Another reason why China implements capital controls is due to financial stability. Because large-scale transnational flows of capital in the short term will have a relatively large impact on a relatively fragile financial system. So for these two reasons, we have also implemented strict capital account control, which is some historical background. Such an institutional arrangement of

has had very good results in the 1990s and can be said to be very successful. The effect can be viewed from three aspects: First, inflation is effectively controlled. The second effect is that we have successfully escaped the Southeast Asian financial crisis. The countries around China have been hit hard, but our impact is relatively small. Why? Because at that time we had a fixed exchange rate with a high degree of credibility and capital account control, which played a very good role. The third effect is that the stability of the exchange rate has promoted China's trade.

But after the new century, especially after China joined the WTO, this institutional arrangement faces severe challenges. I think the fundamental problem is that there are problems with both pillars.There are problems with fixed exchange rates and capital controls. What is the problem with fixed exchange rates? Our exchange rate system is too rigid. From 1994 to 2005, the nominal exchange rate level has not been adjusted. This rigid exchange rate system will lead to misalignment. In China, the RMB exchange rate was first undervalued, and later it led to overvalued. Due to the rigid exchange rate system, the market has no way to clear expectations and no way to differentiate, which ultimately leads to a serious overvalued unilateral appreciation expectations and the RMB exchange rate. This is a question of exchange rate.

The problem facing capital controls is the opening of trade and FDI, which has led to the continuous decline in the effectiveness of capital controls and the cost of controls is increasing. Therefore, after problems arise between these two pillars, the unilateral appreciation of our exchange rate and the effectiveness of capital account control declined, resulting in a series of financial problems. Concentrate on the macro financial bubble brought about by the unilateral appreciation of the RMB exchange rate.

RMB exchange rate policy and China's macro-financial issues

The macro-financial bubble formed in the past 10 years is ultimately due to the fact that our fixed exchange rate is too rigid. Although our real exchange rate is adjusting, the adjustment of our actual exchange rate mainly depends on price adjustment rather than nominal exchange rate adjustment.

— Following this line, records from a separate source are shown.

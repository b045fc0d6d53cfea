use jenkin_application::use_cases::CleanupOldLogsUseCase;
use jenkin_domain::config::RequestLoggingConfig;
use std::sync::Arc;
use tokio_util::sync::CancellationToken;

#[derive(Clone)]
pub struct AppState {
    pub cleanup: Arc<CleanupOldLogsUseCase>,
    pub request_logging: Arc<RequestLoggingConfig>,
    /// Cancelled on shutdown; manual retention runs stop at their next pause.
    pub shutdown: CancellationToken,
}

impl AppState {
    pub fn new(cleanup: Arc<CleanupOldLogsUseCase>, request_logging: RequestLoggingConfig) -> Self {
        Self {
            cleanup,
            request_logging: Arc::new(request_logging),
            shutdown: CancellationToken::new(),
        }
    }

    pub fn with_shutdown_token(mut self, token: CancellationToken) -> Self {
        self.shutdown = token;
        self
    }
}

so the adjustment speed is too slow. One problem caused by slow adjustment of asset prices is that it will create unilateral expectations. The biggest difference between asset prices and commodity prices is that its adjustment speed is very fast. But if you artificially intervene and delay its adjustment speed, it is very likely to lead to a unilateral expectation. Asset prices will form a so-called multiple equilibrium. That is to say, the price of this asset is not entirely determined by fundamentals. People’s expectations may affect asset prices. If you let it adjust too slowly and form unilateral expectations, asset prices are likely to overshoot. In other words, it turns out that 10% of the RMB is enough. If you let it adjust quickly, it will cause unilateral appreciation expectations, which may increase by 30% at this time. I think this is indeed happening in China.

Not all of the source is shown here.